DATA FOR REVIEW:

§

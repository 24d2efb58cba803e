//! The resampling engine.
//!
//! A [`ResampleEngine`] holds a [`ResamplingContext`] (images, transformations
//! and options) and the setup cache derived from it. The forward operator
//! gathers the floating image onto the reference grid through the composed
//! deformation field; the adjoint scatters a reference-grid image back onto the
//! floating grid through the same field and weights.
//!
//! The field is always sampled on the reference grid, the grid the forward
//! operator writes and the adjoint reads.

use std::sync::Arc;
use burn::tensor::backend::Backend;
use warpkit_core::image::Image;
use warpkit_core::transform::{DeformationField, Transformation};
use crate::adjoint::ControlPointTransformation;
use crate::cache::{AdjointSetup, AdjointWeights, CacheState, ForwardSetup, SetupCache};
use crate::compose::compose;
use crate::config::{Interpolation, ResampleConfig, TransformDirection};
use crate::error::{ResampleError, Result};
use crate::forward::{field_to_indices, resample_forward};
use crate::reconcile::{reconcile, ImageHandle};
use crate::validation::check_image;

/// Inputs and options of a resampling run.
#[derive(Debug, Clone)]
pub struct ResamplingContext<B: Backend> {
    reference: Option<ImageHandle<B>>,
    floating: Option<ImageHandle<B>>,
    transformations: Vec<Transformation<B>>,
    adjoint_input: Option<Arc<Image<B, 3>>>,
    config: ResampleConfig,
    generation: u64,
}

impl<B: Backend> ResamplingContext<B> {
    fn new(config: ResampleConfig) -> Self {
        Self {
            reference: None,
            floating: None,
            transformations: Vec::new(),
            adjoint_input: None,
            config,
            generation: 0,
        }
    }

    pub fn reference(&self) -> Option<&ImageHandle<B>> {
        self.reference.as_ref()
    }

    pub fn floating(&self) -> Option<&ImageHandle<B>> {
        self.floating.as_ref()
    }

    pub fn transformations(&self) -> &[Transformation<B>] {
        &self.transformations
    }

    pub fn config(&self) -> &ResampleConfig {
        &self.config
    }

    /// Incremented by every change that invalidates setup.
    pub fn generation(&self) -> u64 {
        self.generation
    }
}

/// Forward/adjoint resampling engine.
///
/// # Examples
/// ```rust
/// use burn_ndarray::NdArray;
/// use warpkit_core::image::{Image, ImageGeometry};
/// use warpkit_core::spatial::Vector;
/// use warpkit_core::transform::AffineTransform;
/// use warpkit_resample::{Interpolation, ResampleEngine};
///
/// type Backend = NdArray<f32>;
///
/// let device = Default::default();
/// let geometry = ImageGeometry::from_shape([4, 4, 4]);
/// let floating = Image::<Backend, 3>::filled(geometry.clone(), 1.0, &device);
///
/// let mut engine = ResampleEngine::new(device);
/// engine.set_reference_image(Image::zeros(geometry, &Default::default()));
/// engine.set_floating_image(floating);
/// engine.add_transformation(AffineTransform::from_translation(Vector::new([0.5, 0.0, 0.0])));
/// engine.set_interpolation(Interpolation::Linear);
///
/// let output = engine.process().unwrap();
/// assert_eq!(output.shape(), [4, 4, 4]);
/// ```
#[derive(Debug)]
pub struct ResampleEngine<B: Backend> {
    context: ResamplingContext<B>,
    cache: SetupCache<B>,
    output: Option<Image<B, 3>>,
    composition_count: usize,
    device: B::Device,
}

impl<B: Backend> ResampleEngine<B> {
    /// Create an engine with default options.
    pub fn new(device: B::Device) -> Self {
        Self::from_config(ResampleConfig::default(), device)
    }

    /// Create an engine with the given options.
    pub fn from_config(config: ResampleConfig, device: B::Device) -> Self {
        Self {
            context: ResamplingContext::new(config),
            cache: SetupCache::Uninitialized,
            output: None,
            composition_count: 0,
            device,
        }
    }

    pub fn context(&self) -> &ResamplingContext<B> {
        &self.context
    }

    fn invalidate(&mut self) {
        self.context.generation += 1;
        self.cache.reset();
    }

    /// Set the image defining the output grid of the forward operator.
    pub fn set_reference_image(&mut self, image: impl Into<ImageHandle<B>>) {
        self.context.reference = Some(image.into());
        self.invalidate();
    }

    /// Set the image the forward operator samples.
    pub fn set_floating_image(&mut self, image: impl Into<ImageHandle<B>>) {
        self.context.floating = Some(image.into());
        self.invalidate();
    }

    /// Append a transformation. Transformations apply in insertion order.
    pub fn add_transformation(&mut self, transformation: impl Into<Transformation<B>>) {
        self.context.transformations.push(transformation.into());
        self.invalidate();
    }

    /// Replace the transformation list.
    pub fn set_transformations(&mut self, transformations: Vec<Transformation<B>>) {
        self.context.transformations = transformations;
        self.invalidate();
    }

    pub fn clear_transformations(&mut self) {
        self.context.transformations.clear();
        self.invalidate();
    }

    pub fn set_interpolation(&mut self, interpolation: Interpolation) {
        self.context.config.interpolation = interpolation;
        self.invalidate();
    }

    /// Set the interpolation from an integer code (0, 1, 3 or 4).
    pub fn set_interpolation_code(&mut self, code: i32) -> Result<()> {
        self.set_interpolation(Interpolation::from_code(code)?);
        Ok(())
    }

    pub fn set_padding_value(&mut self, value: f32) {
        self.context.config.padding_value = value;
        self.invalidate();
    }

    /// Choose which operator `process` applies.
    pub fn set_direction(&mut self, direction: TransformDirection) {
        self.context.config.direction = direction;
        self.invalidate();
    }

    /// Set the reference-grid image `process` back-projects in the adjoint
    /// direction. Does not affect setup.
    pub fn set_adjoint_input(&mut self, image: impl Into<Arc<Image<B, 3>>>) {
        self.context.adjoint_input = Some(image.into());
    }

    /// Run the operator selected by the context's direction.
    ///
    /// The result is kept and available through [`ResampleEngine::output`].
    pub fn process(&mut self) -> Result<Image<B, 3>> {
        let output = match self.context.config.direction {
            TransformDirection::Forward => {
                self.ensure_forward()?;
                let setup = self.forward_setup()?;
                let floating = Arc::clone(&setup.floating);
                self.apply_forward(&floating)?
            }
            TransformDirection::Adjoint => {
                self.check_adjoint_interpolation()?;
                let input = self
                    .context
                    .adjoint_input
                    .clone()
                    .ok_or_else(|| ResampleError::uninitialized("adjoint input image not set"))?;
                self.adjoint(&input)?
            }
        };
        self.output = Some(output.clone());
        Ok(output)
    }

    /// Forward operator applied to an image on the floating grid.
    pub fn forward(&mut self, image: &Image<B, 3>) -> Result<Image<B, 3>> {
        self.ensure_forward()?;
        let setup = self.forward_setup()?;
        let config = &self.context.config;
        check_image(
            image,
            setup.floating.geometry(),
            config.geometry_tolerance,
            config.geometry_check,
            "forward input",
        )?;
        self.apply_forward(image)
    }

    /// Adjoint operator applied to an image on the reference grid.
    pub fn adjoint(&mut self, image: &Image<B, 3>) -> Result<Image<B, 3>> {
        self.check_adjoint_interpolation()?;
        self.ensure_adjoint()?;
        let (forward, adjoint) = self
            .cache
            .adjoint(self.context.generation)
            .ok_or_else(|| ResampleError::uninitialized("adjoint setup missing"))?;

        let config = &self.context.config;
        check_image(
            image,
            forward.reference.geometry(),
            config.geometry_tolerance,
            config.geometry_check,
            "adjoint input",
        )?;

        let mut output = Image::zeros(forward.floating.geometry().clone(), &self.device);
        adjoint.evaluator.transform_image_adjoint(image, &mut output)?;
        Ok(output)
    }

    /// Result of the last `process` call.
    pub fn output(&self) -> Option<&Image<B, 3>> {
        self.output.as_ref()
    }

    /// Composed field of the current setup, on the reference grid.
    pub fn deformation_field(&self) -> Option<&DeformationField<B>> {
        self.cache.forward(self.context.generation).map(|setup| &setup.field)
    }

    /// Weight images of the current adjoint setup.
    pub fn adjoint_weights(&self) -> Option<&AdjointWeights<B>> {
        self.cache
            .adjoint(self.context.generation)
            .map(|(_, adjoint)| &adjoint.weights)
    }

    pub fn state(&self) -> CacheState {
        self.cache.state()
    }

    pub fn generation(&self) -> u64 {
        self.context.generation
    }

    /// Number of times the transformation list has been composed.
    pub fn composition_count(&self) -> usize {
        self.composition_count
    }

    fn forward_setup(&self) -> Result<&ForwardSetup<B>> {
        self.cache
            .forward(self.context.generation)
            .ok_or_else(|| ResampleError::uninitialized("forward setup missing"))
    }

    fn apply_forward(&self, image: &Image<B, 3>) -> Result<Image<B, 3>> {
        let setup = self.forward_setup()?;
        let config = &self.context.config;
        resample_forward(
            image,
            &setup.positions,
            setup.reference.geometry(),
            config.interpolation,
            config.padding_value,
        )
    }

    fn check_adjoint_interpolation(&self) -> Result<()> {
        let interpolation = self.context.config.interpolation;
        if !interpolation.supports_adjoint() {
            return Err(ResampleError::unsupported_interpolation(format!(
                "{interpolation:?} has no adjoint"
            )));
        }
        Ok(())
    }

    fn ensure_forward(&mut self) -> Result<()> {
        let generation = self.context.generation;
        if self.cache.forward(generation).is_some() {
            return Ok(());
        }

        let reference_handle = self
            .context
            .reference
            .as_ref()
            .ok_or_else(|| ResampleError::uninitialized("reference image not set"))?;
        let floating_handle = self
            .context
            .floating
            .as_ref()
            .ok_or_else(|| ResampleError::uninitialized("floating image not set"))?;

        let reference = reconcile(reference_handle, &self.device)?;
        let floating = reconcile(floating_handle, &self.device)?;

        // The adjoint scatters from the forward operator's sample positions,
        // so both directions compose on the forward grid.
        let grid = TransformDirection::Forward.sampling_grid(reference.geometry(), floating.geometry());
        let field = compose(&self.context.transformations, grid, &self.device)?;
        self.composition_count += 1;
        let positions = field_to_indices(floating.geometry(), &field)?;

        tracing::info!(
            generation,
            transformations = self.context.transformations.len(),
            reference = ?reference.shape(),
            floating = ?floating.shape(),
            "forward setup complete"
        );

        self.cache = SetupCache::ForwardReady(ForwardSetup {
            generation,
            reference,
            floating,
            field,
            positions,
        });
        Ok(())
    }

    fn ensure_adjoint(&mut self) -> Result<()> {
        let generation = self.context.generation;
        if self.cache.adjoint(generation).is_some() {
            return Ok(());
        }
        self.ensure_forward()?;

        let adjoint = {
            let setup = self.forward_setup()?;
            let config = &self.context.config;

            let mut evaluator = ControlPointTransformation::new(&setup.field)?;
            evaluator.set_interpolation(config.interpolation)?;
            evaluator.set_padding_value(config.padding_value);
            evaluator.prepare(setup.floating.geometry())?;

            let input = Image::filled(setup.reference.geometry().clone(), 1.0, &self.device);
            let mut output = Image::zeros(setup.floating.geometry().clone(), &self.device);
            evaluator.transform_image_adjoint(&input, &mut output)?;

            AdjointSetup {
                evaluator,
                weights: AdjointWeights { input, output },
            }
        };

        tracing::info!(generation, "adjoint setup complete");
        self.cache.promote(adjoint);
        Ok(())
    }
}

§

WHAT THIS TASK INVOLVES: Each line in the material with "images" in it must be reported.

TASK SOLUTION:
//! A [`ResampleEngine`] holds a [`ResamplingContext`] (images, transformations
    /// Weight images of the current adjoint setup.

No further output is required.